*Dataset records:*
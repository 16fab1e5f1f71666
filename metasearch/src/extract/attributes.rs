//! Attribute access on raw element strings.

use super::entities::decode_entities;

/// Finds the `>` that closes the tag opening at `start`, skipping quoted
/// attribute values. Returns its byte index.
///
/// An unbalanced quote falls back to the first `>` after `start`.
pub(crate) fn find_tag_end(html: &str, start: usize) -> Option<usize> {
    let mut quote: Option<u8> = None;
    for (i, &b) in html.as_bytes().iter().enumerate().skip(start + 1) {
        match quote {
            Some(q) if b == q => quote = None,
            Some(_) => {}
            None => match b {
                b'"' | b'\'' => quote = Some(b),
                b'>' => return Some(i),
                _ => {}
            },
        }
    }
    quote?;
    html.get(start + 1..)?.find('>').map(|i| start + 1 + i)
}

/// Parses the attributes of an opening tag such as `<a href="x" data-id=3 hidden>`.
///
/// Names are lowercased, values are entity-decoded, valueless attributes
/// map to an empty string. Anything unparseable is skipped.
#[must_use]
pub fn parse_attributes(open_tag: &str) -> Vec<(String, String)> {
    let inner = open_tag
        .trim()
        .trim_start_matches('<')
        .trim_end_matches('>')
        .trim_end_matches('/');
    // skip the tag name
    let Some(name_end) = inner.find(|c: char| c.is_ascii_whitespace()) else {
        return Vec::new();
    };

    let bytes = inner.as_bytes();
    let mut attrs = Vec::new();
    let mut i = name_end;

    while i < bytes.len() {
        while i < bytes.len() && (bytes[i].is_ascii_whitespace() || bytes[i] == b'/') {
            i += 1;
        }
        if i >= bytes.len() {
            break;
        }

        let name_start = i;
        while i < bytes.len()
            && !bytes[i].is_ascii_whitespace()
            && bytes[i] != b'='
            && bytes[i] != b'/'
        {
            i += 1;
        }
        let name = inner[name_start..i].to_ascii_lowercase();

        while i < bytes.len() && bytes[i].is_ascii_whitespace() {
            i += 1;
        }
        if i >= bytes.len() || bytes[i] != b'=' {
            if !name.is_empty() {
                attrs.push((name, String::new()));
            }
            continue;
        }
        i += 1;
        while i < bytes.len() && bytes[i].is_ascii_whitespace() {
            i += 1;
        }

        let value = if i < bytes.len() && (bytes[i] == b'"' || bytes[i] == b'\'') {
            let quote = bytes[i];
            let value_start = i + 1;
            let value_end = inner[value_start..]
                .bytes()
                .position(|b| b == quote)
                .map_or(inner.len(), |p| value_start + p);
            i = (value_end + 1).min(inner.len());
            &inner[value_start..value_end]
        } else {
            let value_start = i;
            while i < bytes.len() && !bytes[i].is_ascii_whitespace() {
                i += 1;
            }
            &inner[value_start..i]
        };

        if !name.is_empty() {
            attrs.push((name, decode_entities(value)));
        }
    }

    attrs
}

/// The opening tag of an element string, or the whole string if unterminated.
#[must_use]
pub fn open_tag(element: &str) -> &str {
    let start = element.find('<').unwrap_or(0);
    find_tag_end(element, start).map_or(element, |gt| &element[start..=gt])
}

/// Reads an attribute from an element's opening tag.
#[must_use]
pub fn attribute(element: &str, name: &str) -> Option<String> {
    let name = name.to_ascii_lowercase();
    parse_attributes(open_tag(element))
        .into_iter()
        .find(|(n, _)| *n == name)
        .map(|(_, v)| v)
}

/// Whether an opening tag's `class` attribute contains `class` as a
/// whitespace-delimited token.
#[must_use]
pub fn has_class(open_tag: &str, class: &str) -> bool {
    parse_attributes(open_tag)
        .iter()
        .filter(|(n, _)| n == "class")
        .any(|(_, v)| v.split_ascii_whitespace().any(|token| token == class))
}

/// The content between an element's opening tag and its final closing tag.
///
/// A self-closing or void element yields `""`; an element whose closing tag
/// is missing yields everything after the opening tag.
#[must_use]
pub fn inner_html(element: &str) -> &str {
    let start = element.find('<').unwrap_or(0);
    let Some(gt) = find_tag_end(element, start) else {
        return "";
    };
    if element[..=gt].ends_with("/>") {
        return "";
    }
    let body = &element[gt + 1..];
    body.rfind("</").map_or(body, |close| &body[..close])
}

---

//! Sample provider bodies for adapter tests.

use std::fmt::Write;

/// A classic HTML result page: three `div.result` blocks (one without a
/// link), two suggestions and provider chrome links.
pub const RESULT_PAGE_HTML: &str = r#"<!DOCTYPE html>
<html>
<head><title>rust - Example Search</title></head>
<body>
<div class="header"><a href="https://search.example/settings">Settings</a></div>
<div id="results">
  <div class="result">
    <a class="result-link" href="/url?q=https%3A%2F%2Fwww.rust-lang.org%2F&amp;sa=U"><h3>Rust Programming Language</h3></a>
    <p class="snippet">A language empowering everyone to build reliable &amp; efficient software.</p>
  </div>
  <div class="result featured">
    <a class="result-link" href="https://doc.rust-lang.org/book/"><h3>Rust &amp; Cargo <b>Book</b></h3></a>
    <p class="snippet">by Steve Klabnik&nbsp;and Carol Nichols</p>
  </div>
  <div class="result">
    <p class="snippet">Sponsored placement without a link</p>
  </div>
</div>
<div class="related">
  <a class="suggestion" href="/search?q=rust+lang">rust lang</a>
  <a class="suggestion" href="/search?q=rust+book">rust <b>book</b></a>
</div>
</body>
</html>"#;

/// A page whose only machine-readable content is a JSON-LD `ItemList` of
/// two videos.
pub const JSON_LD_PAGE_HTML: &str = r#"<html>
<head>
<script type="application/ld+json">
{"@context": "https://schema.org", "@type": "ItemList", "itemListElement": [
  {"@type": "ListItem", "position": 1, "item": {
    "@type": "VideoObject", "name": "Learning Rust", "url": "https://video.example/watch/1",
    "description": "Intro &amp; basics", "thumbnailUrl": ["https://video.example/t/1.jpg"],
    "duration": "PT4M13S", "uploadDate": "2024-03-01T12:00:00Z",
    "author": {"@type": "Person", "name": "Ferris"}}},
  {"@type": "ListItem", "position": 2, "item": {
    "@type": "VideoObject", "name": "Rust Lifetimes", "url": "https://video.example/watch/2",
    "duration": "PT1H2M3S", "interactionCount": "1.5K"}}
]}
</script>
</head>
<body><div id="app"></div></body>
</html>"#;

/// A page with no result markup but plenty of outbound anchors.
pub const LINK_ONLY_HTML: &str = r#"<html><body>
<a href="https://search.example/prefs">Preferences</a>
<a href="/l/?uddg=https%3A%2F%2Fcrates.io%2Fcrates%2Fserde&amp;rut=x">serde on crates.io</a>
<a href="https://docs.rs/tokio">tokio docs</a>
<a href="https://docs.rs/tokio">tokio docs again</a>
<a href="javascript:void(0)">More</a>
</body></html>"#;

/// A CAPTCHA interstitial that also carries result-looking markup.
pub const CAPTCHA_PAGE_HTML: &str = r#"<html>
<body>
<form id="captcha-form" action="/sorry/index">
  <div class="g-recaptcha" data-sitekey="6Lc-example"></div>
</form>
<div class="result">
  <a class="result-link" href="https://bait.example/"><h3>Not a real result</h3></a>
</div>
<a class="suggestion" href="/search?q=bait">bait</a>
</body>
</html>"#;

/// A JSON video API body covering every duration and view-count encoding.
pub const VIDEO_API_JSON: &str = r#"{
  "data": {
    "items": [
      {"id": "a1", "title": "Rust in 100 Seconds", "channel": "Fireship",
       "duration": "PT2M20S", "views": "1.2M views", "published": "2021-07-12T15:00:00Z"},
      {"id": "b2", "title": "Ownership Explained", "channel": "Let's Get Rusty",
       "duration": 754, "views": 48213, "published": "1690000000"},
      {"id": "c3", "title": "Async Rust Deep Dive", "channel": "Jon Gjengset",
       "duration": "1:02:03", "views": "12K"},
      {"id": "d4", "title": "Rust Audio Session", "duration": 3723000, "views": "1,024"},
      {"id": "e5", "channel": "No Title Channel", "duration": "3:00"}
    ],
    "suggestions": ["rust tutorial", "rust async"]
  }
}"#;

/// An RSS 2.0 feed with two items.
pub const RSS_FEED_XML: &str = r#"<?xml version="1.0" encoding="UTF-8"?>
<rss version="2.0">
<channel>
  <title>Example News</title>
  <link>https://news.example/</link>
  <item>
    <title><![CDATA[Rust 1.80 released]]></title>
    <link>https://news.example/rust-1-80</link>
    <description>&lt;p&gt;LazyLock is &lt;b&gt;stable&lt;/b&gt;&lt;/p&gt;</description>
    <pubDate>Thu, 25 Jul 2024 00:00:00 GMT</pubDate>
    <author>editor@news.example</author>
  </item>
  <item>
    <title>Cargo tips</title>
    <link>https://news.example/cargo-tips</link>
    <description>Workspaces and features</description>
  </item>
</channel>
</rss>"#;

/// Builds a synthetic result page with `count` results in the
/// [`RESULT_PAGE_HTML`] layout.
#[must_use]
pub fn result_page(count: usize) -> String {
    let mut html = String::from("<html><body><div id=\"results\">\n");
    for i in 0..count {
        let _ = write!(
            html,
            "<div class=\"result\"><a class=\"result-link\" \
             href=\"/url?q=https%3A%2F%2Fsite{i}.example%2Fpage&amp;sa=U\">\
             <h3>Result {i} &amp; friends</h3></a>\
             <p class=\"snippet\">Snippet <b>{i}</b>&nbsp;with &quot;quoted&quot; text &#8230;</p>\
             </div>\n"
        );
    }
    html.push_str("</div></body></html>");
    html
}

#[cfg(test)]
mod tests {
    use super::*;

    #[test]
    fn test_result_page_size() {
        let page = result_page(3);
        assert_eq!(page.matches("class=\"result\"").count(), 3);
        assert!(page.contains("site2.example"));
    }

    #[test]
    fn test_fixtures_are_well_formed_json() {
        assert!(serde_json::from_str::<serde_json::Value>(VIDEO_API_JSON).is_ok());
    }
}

*Task prompt:* The stretch of entries above that starts with the line containing "entity-decoded, valueless attributes" and goes on through the line containing "let mut attrs = Vec::new();" is to be transcribed exactly, and no other line is to be transcribed.

*Solution below:*
/// Names are lowercased, values are entity-decoded, valueless attributes
/// map to an empty string. Anything unparseable is skipped.
#[must_use]
pub fn parse_attributes(open_tag: &str) -> Vec<(String, String)> {
    let inner = open_tag
        .trim()
        .trim_start_matches('<')
        .trim_end_matches('>')
        .trim_end_matches('/');
    // skip the tag name
    let Some(name_end) = inner.find(|c: char| c.is_ascii_whitespace()) else {
        return Vec::new();
    };

    let bytes = inner.as_bytes();
    let mut attrs = Vec::new();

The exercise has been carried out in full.